> _WHAT IS EXPECTED_: The expected response is a copy of every line in the entries below that includes the word "trimmed".
SOURCE DATA Start Marker
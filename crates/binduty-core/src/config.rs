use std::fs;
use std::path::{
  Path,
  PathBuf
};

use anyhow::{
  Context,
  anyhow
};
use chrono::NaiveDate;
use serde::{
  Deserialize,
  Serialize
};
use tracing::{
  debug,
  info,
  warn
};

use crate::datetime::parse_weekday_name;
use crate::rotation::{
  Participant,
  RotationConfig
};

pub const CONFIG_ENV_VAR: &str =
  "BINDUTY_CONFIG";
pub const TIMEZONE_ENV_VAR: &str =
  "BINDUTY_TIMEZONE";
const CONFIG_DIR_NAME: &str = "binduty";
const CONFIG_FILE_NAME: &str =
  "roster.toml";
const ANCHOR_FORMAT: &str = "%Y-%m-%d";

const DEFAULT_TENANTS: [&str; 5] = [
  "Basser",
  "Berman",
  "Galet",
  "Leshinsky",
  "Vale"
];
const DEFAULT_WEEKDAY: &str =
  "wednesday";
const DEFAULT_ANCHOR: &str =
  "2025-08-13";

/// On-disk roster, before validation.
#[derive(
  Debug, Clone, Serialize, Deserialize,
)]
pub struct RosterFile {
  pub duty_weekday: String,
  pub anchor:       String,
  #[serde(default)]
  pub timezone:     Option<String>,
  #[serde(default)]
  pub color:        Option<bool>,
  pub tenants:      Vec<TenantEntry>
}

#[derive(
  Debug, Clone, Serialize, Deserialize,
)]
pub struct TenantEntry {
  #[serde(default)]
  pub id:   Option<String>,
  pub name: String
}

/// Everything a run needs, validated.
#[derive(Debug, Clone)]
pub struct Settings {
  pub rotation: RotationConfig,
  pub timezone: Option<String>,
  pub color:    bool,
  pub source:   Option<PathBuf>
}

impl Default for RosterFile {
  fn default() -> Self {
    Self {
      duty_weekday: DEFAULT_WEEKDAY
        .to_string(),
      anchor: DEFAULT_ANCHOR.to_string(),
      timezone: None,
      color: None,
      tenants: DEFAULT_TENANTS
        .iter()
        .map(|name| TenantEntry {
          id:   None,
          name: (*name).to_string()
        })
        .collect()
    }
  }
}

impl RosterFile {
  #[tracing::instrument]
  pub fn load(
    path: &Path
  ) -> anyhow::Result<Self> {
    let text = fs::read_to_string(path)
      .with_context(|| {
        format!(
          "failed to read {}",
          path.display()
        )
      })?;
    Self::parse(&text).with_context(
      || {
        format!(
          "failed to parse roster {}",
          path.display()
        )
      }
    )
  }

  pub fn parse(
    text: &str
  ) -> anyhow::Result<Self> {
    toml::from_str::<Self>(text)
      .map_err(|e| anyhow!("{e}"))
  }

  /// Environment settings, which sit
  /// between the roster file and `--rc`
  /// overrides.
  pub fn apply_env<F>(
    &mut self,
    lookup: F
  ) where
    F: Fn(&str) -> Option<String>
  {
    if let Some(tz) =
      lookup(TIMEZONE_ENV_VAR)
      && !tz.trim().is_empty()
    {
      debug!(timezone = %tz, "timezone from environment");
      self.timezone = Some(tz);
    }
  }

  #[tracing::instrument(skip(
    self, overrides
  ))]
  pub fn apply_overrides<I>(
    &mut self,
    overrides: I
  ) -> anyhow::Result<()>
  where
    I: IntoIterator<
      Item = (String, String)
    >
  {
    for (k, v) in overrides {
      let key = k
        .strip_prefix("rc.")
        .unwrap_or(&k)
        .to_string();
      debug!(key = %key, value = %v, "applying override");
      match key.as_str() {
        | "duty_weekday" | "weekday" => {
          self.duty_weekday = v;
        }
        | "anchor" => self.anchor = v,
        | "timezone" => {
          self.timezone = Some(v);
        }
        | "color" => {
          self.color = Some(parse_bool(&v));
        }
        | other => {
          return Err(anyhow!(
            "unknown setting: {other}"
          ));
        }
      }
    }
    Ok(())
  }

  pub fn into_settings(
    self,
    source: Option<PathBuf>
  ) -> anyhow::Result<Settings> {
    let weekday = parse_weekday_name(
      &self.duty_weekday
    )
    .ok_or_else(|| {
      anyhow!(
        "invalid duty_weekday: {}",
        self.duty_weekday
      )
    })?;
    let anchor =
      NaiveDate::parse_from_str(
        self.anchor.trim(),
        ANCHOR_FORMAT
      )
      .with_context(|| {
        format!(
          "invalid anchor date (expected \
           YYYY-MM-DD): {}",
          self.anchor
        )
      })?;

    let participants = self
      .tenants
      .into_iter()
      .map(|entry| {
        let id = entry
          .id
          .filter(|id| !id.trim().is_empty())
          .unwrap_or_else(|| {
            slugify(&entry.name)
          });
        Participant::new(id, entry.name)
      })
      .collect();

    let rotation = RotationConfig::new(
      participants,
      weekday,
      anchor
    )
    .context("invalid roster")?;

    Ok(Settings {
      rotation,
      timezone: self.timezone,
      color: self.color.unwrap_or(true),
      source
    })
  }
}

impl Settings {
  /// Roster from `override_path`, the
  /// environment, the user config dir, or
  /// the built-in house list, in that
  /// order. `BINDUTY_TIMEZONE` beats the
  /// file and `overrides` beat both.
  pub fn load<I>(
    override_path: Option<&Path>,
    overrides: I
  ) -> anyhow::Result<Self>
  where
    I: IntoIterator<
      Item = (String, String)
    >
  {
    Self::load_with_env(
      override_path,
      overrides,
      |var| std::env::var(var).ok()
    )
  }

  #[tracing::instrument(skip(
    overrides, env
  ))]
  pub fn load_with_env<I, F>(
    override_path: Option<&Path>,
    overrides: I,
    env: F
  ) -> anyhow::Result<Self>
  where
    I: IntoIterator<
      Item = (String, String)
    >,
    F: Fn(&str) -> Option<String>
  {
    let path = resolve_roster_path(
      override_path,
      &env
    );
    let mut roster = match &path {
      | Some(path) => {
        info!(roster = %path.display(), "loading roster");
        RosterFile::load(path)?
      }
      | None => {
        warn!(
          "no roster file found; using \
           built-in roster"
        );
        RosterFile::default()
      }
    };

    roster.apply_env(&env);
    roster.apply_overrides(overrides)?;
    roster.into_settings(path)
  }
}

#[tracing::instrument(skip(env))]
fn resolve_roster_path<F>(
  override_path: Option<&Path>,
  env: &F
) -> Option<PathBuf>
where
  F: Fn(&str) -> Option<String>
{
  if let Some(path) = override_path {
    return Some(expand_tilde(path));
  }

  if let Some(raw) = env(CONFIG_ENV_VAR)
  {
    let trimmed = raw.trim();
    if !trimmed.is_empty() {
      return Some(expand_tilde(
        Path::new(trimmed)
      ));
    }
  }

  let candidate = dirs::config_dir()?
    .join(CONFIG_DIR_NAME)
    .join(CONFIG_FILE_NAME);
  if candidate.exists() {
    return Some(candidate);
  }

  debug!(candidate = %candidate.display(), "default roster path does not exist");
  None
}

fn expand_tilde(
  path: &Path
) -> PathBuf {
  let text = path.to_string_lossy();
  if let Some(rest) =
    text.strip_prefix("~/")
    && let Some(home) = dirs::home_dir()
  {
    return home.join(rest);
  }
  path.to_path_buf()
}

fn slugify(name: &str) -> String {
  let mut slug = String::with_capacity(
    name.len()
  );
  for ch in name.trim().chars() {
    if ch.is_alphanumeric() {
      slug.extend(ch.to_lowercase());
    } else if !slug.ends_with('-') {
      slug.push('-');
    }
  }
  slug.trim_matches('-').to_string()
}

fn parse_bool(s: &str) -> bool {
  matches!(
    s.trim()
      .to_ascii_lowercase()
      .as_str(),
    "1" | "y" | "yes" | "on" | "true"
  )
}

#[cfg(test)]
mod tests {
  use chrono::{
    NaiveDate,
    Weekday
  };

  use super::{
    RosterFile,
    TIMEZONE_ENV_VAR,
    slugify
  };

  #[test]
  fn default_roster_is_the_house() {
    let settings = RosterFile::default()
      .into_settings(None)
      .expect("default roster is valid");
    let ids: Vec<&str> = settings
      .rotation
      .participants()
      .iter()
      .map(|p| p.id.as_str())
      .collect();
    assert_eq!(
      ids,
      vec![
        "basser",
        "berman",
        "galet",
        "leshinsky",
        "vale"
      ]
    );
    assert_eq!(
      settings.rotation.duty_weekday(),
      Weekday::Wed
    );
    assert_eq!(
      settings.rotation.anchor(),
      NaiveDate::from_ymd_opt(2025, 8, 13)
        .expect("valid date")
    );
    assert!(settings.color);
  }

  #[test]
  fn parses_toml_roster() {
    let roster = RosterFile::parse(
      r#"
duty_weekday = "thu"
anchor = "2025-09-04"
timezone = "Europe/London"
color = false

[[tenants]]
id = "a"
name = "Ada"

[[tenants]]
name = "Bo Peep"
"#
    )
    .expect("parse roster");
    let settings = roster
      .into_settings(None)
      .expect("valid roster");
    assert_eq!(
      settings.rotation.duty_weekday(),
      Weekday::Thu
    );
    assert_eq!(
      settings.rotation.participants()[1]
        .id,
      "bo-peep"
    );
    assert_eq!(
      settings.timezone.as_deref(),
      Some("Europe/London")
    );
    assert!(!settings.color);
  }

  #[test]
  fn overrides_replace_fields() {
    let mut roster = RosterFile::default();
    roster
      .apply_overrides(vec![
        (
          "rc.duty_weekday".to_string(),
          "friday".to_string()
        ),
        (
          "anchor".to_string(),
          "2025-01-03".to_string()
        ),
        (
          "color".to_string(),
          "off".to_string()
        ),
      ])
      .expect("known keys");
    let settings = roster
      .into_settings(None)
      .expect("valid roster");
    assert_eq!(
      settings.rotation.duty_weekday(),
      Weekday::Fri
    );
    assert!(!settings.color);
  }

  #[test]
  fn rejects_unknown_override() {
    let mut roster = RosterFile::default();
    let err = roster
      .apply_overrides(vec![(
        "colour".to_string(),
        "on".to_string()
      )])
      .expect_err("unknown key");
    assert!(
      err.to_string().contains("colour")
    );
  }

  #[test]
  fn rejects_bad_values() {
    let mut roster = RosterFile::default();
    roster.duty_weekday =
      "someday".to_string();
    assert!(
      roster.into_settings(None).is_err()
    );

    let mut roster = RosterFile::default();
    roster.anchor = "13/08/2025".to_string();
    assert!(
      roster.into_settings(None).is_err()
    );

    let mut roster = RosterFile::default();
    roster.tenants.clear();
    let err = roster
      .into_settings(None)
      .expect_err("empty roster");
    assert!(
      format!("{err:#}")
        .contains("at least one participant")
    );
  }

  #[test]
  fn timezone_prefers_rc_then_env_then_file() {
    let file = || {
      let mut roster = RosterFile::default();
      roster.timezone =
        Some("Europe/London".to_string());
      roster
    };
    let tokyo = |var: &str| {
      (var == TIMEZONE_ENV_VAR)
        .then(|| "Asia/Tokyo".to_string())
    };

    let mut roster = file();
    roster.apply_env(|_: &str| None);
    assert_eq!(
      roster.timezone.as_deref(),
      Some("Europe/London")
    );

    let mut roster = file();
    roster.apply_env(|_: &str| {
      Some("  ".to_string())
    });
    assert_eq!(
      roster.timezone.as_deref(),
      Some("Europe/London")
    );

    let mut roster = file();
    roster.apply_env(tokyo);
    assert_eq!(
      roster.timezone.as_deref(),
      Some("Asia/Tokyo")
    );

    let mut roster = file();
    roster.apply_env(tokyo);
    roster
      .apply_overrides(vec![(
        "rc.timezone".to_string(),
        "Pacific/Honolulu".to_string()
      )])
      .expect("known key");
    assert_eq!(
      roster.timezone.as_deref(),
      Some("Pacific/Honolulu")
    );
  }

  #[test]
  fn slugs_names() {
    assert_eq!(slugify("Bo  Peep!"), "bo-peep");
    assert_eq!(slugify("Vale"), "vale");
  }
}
SOURCE DATA End Marker
SOURCE DATA Start Marker
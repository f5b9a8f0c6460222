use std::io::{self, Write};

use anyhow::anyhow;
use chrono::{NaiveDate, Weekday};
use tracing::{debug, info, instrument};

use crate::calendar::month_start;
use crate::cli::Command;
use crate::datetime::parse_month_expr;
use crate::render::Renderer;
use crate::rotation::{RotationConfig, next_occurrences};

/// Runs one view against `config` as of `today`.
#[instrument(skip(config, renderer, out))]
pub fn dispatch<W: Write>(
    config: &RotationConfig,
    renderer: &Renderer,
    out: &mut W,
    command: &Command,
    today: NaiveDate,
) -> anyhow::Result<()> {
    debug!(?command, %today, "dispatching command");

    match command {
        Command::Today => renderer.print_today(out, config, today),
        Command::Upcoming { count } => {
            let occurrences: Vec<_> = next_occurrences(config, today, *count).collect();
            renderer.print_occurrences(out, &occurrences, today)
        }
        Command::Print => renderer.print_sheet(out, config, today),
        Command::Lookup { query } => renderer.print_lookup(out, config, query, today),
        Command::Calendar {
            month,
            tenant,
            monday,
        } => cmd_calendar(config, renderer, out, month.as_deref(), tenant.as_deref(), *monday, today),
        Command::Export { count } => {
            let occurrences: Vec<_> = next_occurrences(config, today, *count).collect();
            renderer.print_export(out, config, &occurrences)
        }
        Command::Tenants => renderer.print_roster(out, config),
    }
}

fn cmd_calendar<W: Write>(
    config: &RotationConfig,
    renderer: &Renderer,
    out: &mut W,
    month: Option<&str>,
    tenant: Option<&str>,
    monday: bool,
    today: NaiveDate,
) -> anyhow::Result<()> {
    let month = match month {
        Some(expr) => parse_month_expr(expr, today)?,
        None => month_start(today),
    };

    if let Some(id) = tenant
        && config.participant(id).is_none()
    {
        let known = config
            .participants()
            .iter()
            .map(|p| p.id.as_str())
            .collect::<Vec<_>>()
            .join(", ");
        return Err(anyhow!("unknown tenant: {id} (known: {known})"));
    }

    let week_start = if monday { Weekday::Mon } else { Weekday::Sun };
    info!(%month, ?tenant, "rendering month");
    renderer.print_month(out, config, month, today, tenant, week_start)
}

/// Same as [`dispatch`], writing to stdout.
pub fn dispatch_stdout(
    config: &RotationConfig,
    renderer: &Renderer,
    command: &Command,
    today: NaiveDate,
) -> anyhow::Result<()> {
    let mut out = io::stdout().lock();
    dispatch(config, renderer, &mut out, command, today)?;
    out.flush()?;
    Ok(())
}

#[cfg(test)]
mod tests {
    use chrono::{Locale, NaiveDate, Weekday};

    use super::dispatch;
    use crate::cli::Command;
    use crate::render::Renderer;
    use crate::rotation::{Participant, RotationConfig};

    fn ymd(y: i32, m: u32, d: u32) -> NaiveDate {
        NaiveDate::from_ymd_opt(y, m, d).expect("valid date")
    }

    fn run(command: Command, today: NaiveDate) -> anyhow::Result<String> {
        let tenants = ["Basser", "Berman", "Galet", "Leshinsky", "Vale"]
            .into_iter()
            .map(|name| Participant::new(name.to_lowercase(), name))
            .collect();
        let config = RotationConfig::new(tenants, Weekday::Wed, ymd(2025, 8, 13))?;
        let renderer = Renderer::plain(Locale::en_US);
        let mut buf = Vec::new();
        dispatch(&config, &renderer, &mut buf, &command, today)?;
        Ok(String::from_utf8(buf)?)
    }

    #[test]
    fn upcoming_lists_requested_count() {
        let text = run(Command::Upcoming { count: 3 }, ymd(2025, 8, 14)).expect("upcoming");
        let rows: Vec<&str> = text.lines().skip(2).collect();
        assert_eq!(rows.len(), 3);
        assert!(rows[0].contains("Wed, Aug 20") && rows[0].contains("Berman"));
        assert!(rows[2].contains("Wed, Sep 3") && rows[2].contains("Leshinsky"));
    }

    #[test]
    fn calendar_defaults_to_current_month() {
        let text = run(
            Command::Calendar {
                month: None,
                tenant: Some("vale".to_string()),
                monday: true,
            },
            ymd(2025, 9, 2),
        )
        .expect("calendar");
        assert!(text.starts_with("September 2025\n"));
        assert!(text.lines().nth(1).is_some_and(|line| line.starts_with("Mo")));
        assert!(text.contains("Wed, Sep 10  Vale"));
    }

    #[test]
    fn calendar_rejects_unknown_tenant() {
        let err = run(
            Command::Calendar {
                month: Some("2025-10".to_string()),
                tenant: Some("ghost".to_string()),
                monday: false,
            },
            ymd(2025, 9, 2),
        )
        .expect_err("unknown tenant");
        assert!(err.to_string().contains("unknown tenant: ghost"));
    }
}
SOURCE DATA End Marker
SOURCE DATA Start Marker
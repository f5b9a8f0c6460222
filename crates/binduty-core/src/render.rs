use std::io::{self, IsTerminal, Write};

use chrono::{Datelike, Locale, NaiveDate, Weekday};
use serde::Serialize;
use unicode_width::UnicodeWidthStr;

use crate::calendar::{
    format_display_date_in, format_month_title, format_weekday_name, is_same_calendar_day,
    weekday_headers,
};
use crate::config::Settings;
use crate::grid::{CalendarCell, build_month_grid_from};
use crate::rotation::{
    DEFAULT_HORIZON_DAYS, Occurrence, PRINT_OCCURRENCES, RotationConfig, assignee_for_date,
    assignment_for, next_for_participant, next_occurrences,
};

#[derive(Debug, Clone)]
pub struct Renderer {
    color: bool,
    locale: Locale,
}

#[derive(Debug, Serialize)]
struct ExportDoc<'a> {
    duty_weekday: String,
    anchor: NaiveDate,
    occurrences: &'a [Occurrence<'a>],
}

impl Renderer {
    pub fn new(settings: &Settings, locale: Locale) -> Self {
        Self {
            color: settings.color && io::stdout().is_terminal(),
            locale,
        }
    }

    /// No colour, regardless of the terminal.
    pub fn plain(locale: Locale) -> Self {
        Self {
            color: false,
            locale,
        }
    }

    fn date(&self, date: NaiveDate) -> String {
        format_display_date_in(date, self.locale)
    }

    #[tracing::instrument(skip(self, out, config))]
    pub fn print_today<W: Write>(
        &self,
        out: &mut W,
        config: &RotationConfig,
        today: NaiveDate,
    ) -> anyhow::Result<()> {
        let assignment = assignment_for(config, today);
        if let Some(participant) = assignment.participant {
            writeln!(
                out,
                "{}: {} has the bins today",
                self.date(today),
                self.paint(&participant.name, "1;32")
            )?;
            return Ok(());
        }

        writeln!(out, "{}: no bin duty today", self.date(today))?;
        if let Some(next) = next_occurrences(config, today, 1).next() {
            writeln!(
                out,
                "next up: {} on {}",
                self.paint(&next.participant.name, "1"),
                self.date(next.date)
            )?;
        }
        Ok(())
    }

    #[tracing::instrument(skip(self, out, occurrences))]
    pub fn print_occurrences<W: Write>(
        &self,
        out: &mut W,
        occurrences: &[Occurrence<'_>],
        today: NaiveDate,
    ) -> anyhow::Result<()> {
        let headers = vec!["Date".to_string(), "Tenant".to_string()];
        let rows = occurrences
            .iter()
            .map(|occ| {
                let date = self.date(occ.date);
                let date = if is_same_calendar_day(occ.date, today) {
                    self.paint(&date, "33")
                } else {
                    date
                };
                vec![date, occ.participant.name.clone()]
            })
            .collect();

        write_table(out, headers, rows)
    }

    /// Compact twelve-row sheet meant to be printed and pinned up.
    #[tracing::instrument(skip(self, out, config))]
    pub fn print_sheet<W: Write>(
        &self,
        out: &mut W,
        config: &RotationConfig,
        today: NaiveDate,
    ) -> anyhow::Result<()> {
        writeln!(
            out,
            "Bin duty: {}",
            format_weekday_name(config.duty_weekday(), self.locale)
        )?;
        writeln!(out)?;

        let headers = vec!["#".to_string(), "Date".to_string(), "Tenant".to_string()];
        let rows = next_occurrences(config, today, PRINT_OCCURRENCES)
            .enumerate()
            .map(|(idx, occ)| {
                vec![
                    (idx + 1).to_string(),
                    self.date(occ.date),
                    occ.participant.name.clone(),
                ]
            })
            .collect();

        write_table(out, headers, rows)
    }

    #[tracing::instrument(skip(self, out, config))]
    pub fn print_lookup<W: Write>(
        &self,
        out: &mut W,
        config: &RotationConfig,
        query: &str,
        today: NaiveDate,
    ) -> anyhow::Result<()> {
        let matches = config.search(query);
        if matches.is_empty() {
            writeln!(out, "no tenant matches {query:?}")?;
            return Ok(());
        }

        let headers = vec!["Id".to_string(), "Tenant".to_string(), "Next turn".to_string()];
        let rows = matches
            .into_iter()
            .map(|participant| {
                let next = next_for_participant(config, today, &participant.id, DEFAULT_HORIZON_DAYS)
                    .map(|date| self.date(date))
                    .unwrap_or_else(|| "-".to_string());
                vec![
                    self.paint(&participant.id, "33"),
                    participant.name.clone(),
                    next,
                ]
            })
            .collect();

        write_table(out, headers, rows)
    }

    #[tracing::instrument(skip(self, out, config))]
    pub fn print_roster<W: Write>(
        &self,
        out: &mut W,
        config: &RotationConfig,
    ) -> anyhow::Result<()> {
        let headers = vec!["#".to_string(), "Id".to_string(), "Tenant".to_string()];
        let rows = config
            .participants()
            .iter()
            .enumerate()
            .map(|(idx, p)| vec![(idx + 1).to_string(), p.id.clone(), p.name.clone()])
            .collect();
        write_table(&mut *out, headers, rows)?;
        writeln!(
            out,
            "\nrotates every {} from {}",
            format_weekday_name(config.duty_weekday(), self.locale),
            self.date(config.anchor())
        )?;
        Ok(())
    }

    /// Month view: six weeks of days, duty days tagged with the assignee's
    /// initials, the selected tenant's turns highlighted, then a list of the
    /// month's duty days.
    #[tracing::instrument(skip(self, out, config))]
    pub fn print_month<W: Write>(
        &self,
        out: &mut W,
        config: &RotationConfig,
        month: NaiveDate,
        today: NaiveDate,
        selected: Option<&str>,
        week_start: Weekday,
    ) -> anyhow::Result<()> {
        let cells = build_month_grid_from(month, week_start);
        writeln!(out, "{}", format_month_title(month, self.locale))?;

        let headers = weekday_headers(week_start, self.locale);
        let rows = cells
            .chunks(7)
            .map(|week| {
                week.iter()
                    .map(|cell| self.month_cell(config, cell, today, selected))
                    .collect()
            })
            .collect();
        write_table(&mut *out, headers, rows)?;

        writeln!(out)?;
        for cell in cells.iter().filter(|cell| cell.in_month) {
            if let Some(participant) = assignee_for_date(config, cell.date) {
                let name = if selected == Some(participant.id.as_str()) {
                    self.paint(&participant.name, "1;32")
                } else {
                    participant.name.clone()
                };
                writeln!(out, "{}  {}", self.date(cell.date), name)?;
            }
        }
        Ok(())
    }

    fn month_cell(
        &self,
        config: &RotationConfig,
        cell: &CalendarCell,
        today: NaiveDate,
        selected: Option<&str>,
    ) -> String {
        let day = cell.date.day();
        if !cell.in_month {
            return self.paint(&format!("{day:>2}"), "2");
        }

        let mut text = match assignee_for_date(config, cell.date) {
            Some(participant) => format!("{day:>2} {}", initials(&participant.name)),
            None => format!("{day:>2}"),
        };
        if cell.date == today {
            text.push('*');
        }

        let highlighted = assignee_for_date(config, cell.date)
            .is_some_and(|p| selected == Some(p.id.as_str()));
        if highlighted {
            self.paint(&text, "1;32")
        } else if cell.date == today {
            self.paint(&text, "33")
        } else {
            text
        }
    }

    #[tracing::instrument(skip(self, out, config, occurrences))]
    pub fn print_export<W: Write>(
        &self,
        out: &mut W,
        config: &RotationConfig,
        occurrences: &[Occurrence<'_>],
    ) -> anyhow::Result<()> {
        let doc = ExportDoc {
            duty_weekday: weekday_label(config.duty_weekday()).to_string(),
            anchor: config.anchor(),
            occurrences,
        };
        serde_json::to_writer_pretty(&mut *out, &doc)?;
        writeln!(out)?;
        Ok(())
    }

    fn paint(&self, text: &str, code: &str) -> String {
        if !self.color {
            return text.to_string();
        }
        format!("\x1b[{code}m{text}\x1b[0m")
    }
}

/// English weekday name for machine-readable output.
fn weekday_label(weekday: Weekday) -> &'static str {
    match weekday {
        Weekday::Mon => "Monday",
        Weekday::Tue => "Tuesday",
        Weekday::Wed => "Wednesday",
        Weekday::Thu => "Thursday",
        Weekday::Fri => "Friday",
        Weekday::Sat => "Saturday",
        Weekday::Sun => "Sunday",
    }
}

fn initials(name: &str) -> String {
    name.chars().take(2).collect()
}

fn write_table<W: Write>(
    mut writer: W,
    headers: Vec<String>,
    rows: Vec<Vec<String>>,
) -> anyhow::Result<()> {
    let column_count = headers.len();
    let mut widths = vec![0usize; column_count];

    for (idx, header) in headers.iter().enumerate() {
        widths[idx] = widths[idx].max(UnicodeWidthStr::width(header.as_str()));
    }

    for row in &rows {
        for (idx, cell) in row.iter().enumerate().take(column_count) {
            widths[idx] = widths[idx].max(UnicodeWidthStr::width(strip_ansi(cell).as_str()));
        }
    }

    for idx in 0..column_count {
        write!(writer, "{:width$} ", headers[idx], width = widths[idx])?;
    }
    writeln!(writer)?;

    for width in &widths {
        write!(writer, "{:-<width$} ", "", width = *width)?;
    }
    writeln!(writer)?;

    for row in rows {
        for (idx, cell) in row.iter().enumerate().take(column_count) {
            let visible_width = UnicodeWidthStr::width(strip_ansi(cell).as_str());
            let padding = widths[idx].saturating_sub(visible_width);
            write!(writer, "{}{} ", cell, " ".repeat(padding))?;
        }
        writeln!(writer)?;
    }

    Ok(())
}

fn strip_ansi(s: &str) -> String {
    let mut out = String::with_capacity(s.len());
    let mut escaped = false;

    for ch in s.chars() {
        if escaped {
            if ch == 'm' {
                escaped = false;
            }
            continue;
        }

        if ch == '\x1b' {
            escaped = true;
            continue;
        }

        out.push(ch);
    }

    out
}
SOURCE DATA End Marker
> _SOLUTION FOR THIS PROBLEM_:
    let trimmed = raw.trim();
    if !trimmed.is_empty() {
        Path::new(trimmed)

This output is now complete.